Blast charred walls have been repainted and bullet holes plastered over at the In Amenas gas plant, as Algeria tries to tempt foreign oil workers back to the Sahara.
But the black commemorative plaque listing 40 victims of Islamist militants there keeps the memory alive of the January attack that shook investors' faith in Algeria's oil and gas sector.
Officials at the Tiguentourine gas plant in Amenas point to tighter security, a new helicopter landing pad to allow safer transport and a permanent military presence.
"Helicopters patrol the area, and military are everywhere all around the site, even if they are not visible to you," an Algerian official said.
But Algeria has joined neighbouring Libya and Egypt, both caught up in political upheaval, as a tough sell to foreign energy firms. The region's cost to reward ratios is less appealing than elsewhere and Islamist militants threaten more attacks across North Africa.
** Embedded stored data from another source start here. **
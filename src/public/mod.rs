//! Public portfolio page.
//!
//! Fetches every public resource concurrently and builds each section on its
//! own. A failed fetch empties that one section and is recorded in its
//! [`SectionStatus`]; the other sections render normally.

pub mod contact;
pub mod format;

use serde::Serialize;
use serde_json::Value;
use std::collections::BTreeMap;

use crate::client::ResourceClient;
use crate::config::DisplayConfig;
use crate::envelope::normalize_records;
use crate::error::ClientError;
use crate::order::{sort_records, SortKey};
use crate::pagination::{group_by_category, CardPaginator, Paginator};
use crate::record::Record;
use crate::types::ResourceType;

pub use contact::{ContactForm, FormStatus};
pub use format::{category_label, date_range, format_month_year};

#[derive(Debug, Clone, Copy, PartialEq, Eq, PartialOrd, Ord, Hash, Serialize)]
#[serde(rename_all = "snake_case")]
pub enum Section {
    Profile,
    Skills,
    Experience,
    Projects,
    Certifications,
    Education,
    Contact,
}

impl Section {
    pub const ALL: [Section; 7] = [
        Section::Profile,
        Section::Skills,
        Section::Experience,
        Section::Projects,
        Section::Certifications,
        Section::Education,
        Section::Contact,
    ];

    pub fn resource(self) -> ResourceType {
        match self {
            Section::Profile => ResourceType::Profile,
            Section::Skills => ResourceType::Skill,
            Section::Experience => ResourceType::Experience,
            Section::Projects => ResourceType::Project,
            Section::Certifications => ResourceType::Certification,
            Section::Education => ResourceType::Education,
            Section::Contact => ResourceType::ContactInfo,
        }
    }
}

#[derive(Debug, Clone, PartialEq, Serialize)]
#[serde(tag = "status", rename_all = "snake_case")]
pub enum SectionStatus {
    Loaded { count: usize },
    Failed { message: String },
}

/// Raw fetch results, one per section
pub type SectionResults = BTreeMap<Section, Result<Value, ClientError>>;

#[derive(Debug, Clone)]
pub struct PublicAggregateView {
    profile: Option<Record>,
    contact: Option<Record>,
    skills: CardPaginator<Record>,
    projects: Paginator<Record>,
    certifications: Paginator<Record>,
    experience: Vec<Record>,
    education: Vec<Record>,
    status: BTreeMap<Section, SectionStatus>,
}

impl PublicAggregateView {
    /// Fetch all sections at once. Never fails; see [`Self::failed_sections`].
    pub async fn load(client: &dyn ResourceClient, display: &DisplayConfig) -> Self {
        let (profile, skills, experience, projects, certifications, education, contact) = futures::join!(
            client.list(ResourceType::Profile),
            client.list(ResourceType::Skill),
            client.list(ResourceType::Experience),
            client.list(ResourceType::Project),
            client.list(ResourceType::Certification),
            client.list(ResourceType::Education),
            client.list(ResourceType::ContactInfo),
        );

        let results: SectionResults = [
            (Section::Profile, profile),
            (Section::Skills, skills),
            (Section::Experience, experience),
            (Section::Projects, projects),
            (Section::Certifications, certifications),
            (Section::Education, education),
            (Section::Contact, contact),
        ]
        .into_iter()
        .collect();

        Self::from_results(results, display)
    }

    pub fn from_results(mut results: SectionResults, display: &DisplayConfig) -> Self {
        let mut status = BTreeMap::new();
        let mut take = |section: Section| -> Vec<Record> {
            match results.remove(&section) {
                Some(Ok(body)) => {
                    let records = normalize_records(Some(&body));
                    status.insert(section, SectionStatus::Loaded { count: records.len() });
                    records
                }
                Some(Err(e)) => {
                    tracing::warn!("Public {:?} section unavailable: {}", section, e.message());
                    status.insert(section, SectionStatus::Failed { message: e.message() });
                    Vec::new()
                }
                None => {
                    status.insert(section, SectionStatus::Failed { message: "not fetched".to_string() });
                    Vec::new()
                }
            }
        };

        let profile = take(Section::Profile).into_iter().next();
        let contact = take(Section::Contact).into_iter().next();
        let skill_groups = group_by_category(take(Section::Skills), |r| r.get_str("category").map(str::to_string));
        let projects = take(Section::Projects);
        let certifications = take(Section::Certifications);

        let by_start = [SortKey::desc("start_date")];
        let mut experience = take(Section::Experience);
        sort_records(&mut experience, &by_start);
        let mut education = take(Section::Education);
        sort_records(&mut education, &by_start);

        Self {
            profile,
            contact,
            skills: CardPaginator::new(skill_groups, display.skill_chunk_size, display.skills_per_page),
            projects: Paginator::new(projects, display.projects_per_page),
            certifications: Paginator::new(certifications, display.certifications_per_page),
            experience,
            education,
            status,
        }
    }

    pub fn profile(&self) -> Option<&Record> {
        self.profile.as_ref()
    }

    pub fn contact(&self) -> Option<&Record> {
        self.contact.as_ref()
    }

    pub fn skills(&self) -> &CardPaginator<Record> {
        &self.skills
    }

    pub fn skills_mut(&mut self) -> &mut CardPaginator<Record> {
        &mut self.skills
    }

    pub fn projects(&self) -> &Paginator<Record> {
        &self.projects
    }

    pub fn projects_mut(&mut self) -> &mut Paginator<Record> {
        &mut self.projects
    }

    pub fn certifications(&self) -> &Paginator<Record> {
        &self.certifications
    }

    pub fn certifications_mut(&mut self) -> &mut Paginator<Record> {
        &mut self.certifications
    }

    /// Newest first; entries without a start date go last
    pub fn experience(&self) -> &[Record] {
        &self.experience
    }

    pub fn education(&self) -> &[Record] {
        &self.education
    }

    pub fn section_status(&self, section: Section) -> Option<&SectionStatus> {
        self.status.get(&section)
    }

    pub fn statuses(&self) -> &BTreeMap<Section, SectionStatus> {
        &self.status
    }

    pub fn failed_sections(&self) -> Vec<Section> {
        self.status
            .iter()
            .filter(|(_, s)| matches!(s, SectionStatus::Failed { .. }))
            .map(|(section, _)| *section)
            .collect()
    }

    /// Whether `section` has anything to render
    pub fn is_empty(&self, section: Section) -> bool {
        match section {
            Section::Profile => self.profile.is_none(),
            Section::Contact => self.contact.is_none(),
            Section::Skills => self.skills.cards().is_empty(),
            Section::Projects => self.projects.items().is_empty(),
            Section::Certifications => self.certifications.items().is_empty(),
            Section::Experience => self.experience.is_empty(),
            Section::Education => self.education.is_empty(),
        }
    }
}

#[cfg(test)]
mod tests {
    use super::*;
    use crate::testing::MockResourceClient;
    use serde_json::json;

    fn seeded() -> MockResourceClient {
        let mock = MockResourceClient::new();
        mock.seed(ResourceType::Profile, vec![json!({"id": 1, "name": "Ada", "title": "Engineer"})]);
        mock.seed(
            ResourceType::Skill,
            (0..12)
                .map(|i| json!({"id": i + 1, "name": format!("lang{i}"), "category": "LANG", "percentage": 80}))
                .chain([json!({"id": 50, "name": "Vim", "percentage": 90})])
                .collect(),
        );
        mock.seed(
            ResourceType::Experience,
            vec![
                json!({"id": 1, "company_name": "Old", "start_date": "2018-01-01", "end_date": "2019-01-01"}),
                json!({"id": 2, "company_name": "Now", "start_date": "2022-03-01", "end_date": null}),
                json!({"id": 3, "company_name": "Mid", "start_date": "2020-05-01", "end_date": "2021-12-01"}),
            ],
        );
        mock.seed(ResourceType::Project, (1..=5).map(|i| json!({"id": i, "title": format!("p{i}")})).collect());
        mock.seed(ResourceType::Certification, (1..=4).map(|i| json!({"id": i, "title": format!("c{i}")})).collect());
        mock.seed(ResourceType::Education, vec![json!({"id": 1, "institution": "MIT", "start_date": "2014-09-01"})]);
        mock.seed(ResourceType::ContactInfo, vec![json!({"id": 1, "email": "ada@example.com"})]);
        mock
    }

    #[tokio::test]
    async fn builds_every_section() {
        let view = PublicAggregateView::load(&seeded(), &DisplayConfig::default()).await;

        assert!(view.failed_sections().is_empty());
        assert_eq!(view.profile().unwrap().get_str("name"), Some("Ada"));
        assert_eq!(view.contact().unwrap().get_str("email"), Some("ada@example.com"));

        // 12 LANG -> 3 cards, 1 uncategorized -> 1 card; 3 cards per page
        assert_eq!(view.skills().cards().len(), 4);
        assert_eq!(view.skills().total_pages(), 2);
        assert_eq!(view.skills().cards()[3].category, "OTHER");

        assert_eq!(view.projects().total_pages(), 3);
        assert_eq!(view.certifications().total_pages(), 2);

        let companies: Vec<_> = view.experience().iter().filter_map(|r| r.get_str("company_name")).collect();
        assert_eq!(companies, vec!["Now", "Mid", "Old"]);
    }

    #[tokio::test]
    async fn failed_certifications_only_empties_that_section() {
        let mock = seeded();
        mock.fail_list(ResourceType::Certification, ClientError::Server { status: 500, message: "boom".into() });

        let view = PublicAggregateView::load(&mock, &DisplayConfig::default()).await;

        assert_eq!(view.failed_sections(), vec![Section::Certifications]);
        assert!(view.is_empty(Section::Certifications));
        assert_eq!(view.certifications().total_pages(), 0);
        assert_eq!(
            view.section_status(Section::Certifications),
            Some(&SectionStatus::Failed { message: "boom".into() })
        );
        for section in Section::ALL.into_iter().filter(|s| *s != Section::Certifications) {
            assert!(!view.is_empty(section), "{:?} should have rendered", section);
        }
    }

    #[tokio::test]
    async fn every_section_can_fail_without_panicking() {
        let mock = MockResourceClient::new();
        for section in Section::ALL {
            mock.fail_list(section.resource(), ClientError::transport("down"));
        }
        let mut view = PublicAggregateView::load(&mock, &DisplayConfig::default()).await;
        assert_eq!(view.failed_sections().len(), 7);
        assert!(!view.projects_mut().next());
        assert!(view.profile().is_none());
    }

    #[test]
    fn section_pagers_are_independent() {
        let mut results = SectionResults::new();
        results.insert(Section::Projects, Ok(json!([{"id": 1}, {"id": 2}, {"id": 3}])));
        results.insert(Section::Certifications, Ok(json!({"results": [{"id": 1}, {"id": 2}, {"id": 3}, {"id": 4}]})));
        let mut view = PublicAggregateView::from_results(results, &DisplayConfig::default());

        assert!(view.projects_mut().next());
        assert_eq!(view.projects().page_index(), 1);
        assert_eq!(view.certifications().page_index(), 0);
        assert_eq!(view.section_status(Section::Skills), Some(&SectionStatus::Failed { message: "not fetched".into() }));
    }
}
The Maghreb has been shaken by instability since the 2011 Arab Spring revolts. Islamist militants tied to al Qaeda have gained ground, especially in the chaos of post-revolution Libya.
The Amenas attack was a surprise for Algeria, a top gas supplier to Europe, an oil-producing OPEC member and a U.S. ally in the fight against al Qaeda. Its security forces have years of experience battling Islamist militants.
A senior Algerian official at Amenas said the new security plan had been discussed with executives from BP and Statoil, partners in the plant, who said they need guarantees and a reinforced security presence before workers return.
The Norwegian company released a report last month saying it had missed a string of warning signs prior to the attack. The British oil major has said it was impossible to predict the attack.
The British ambassador to Algiers said in September that BP workers could return soon, without giving details. The company has said it would only support the return of contractors "if and when" it is satisfied with security.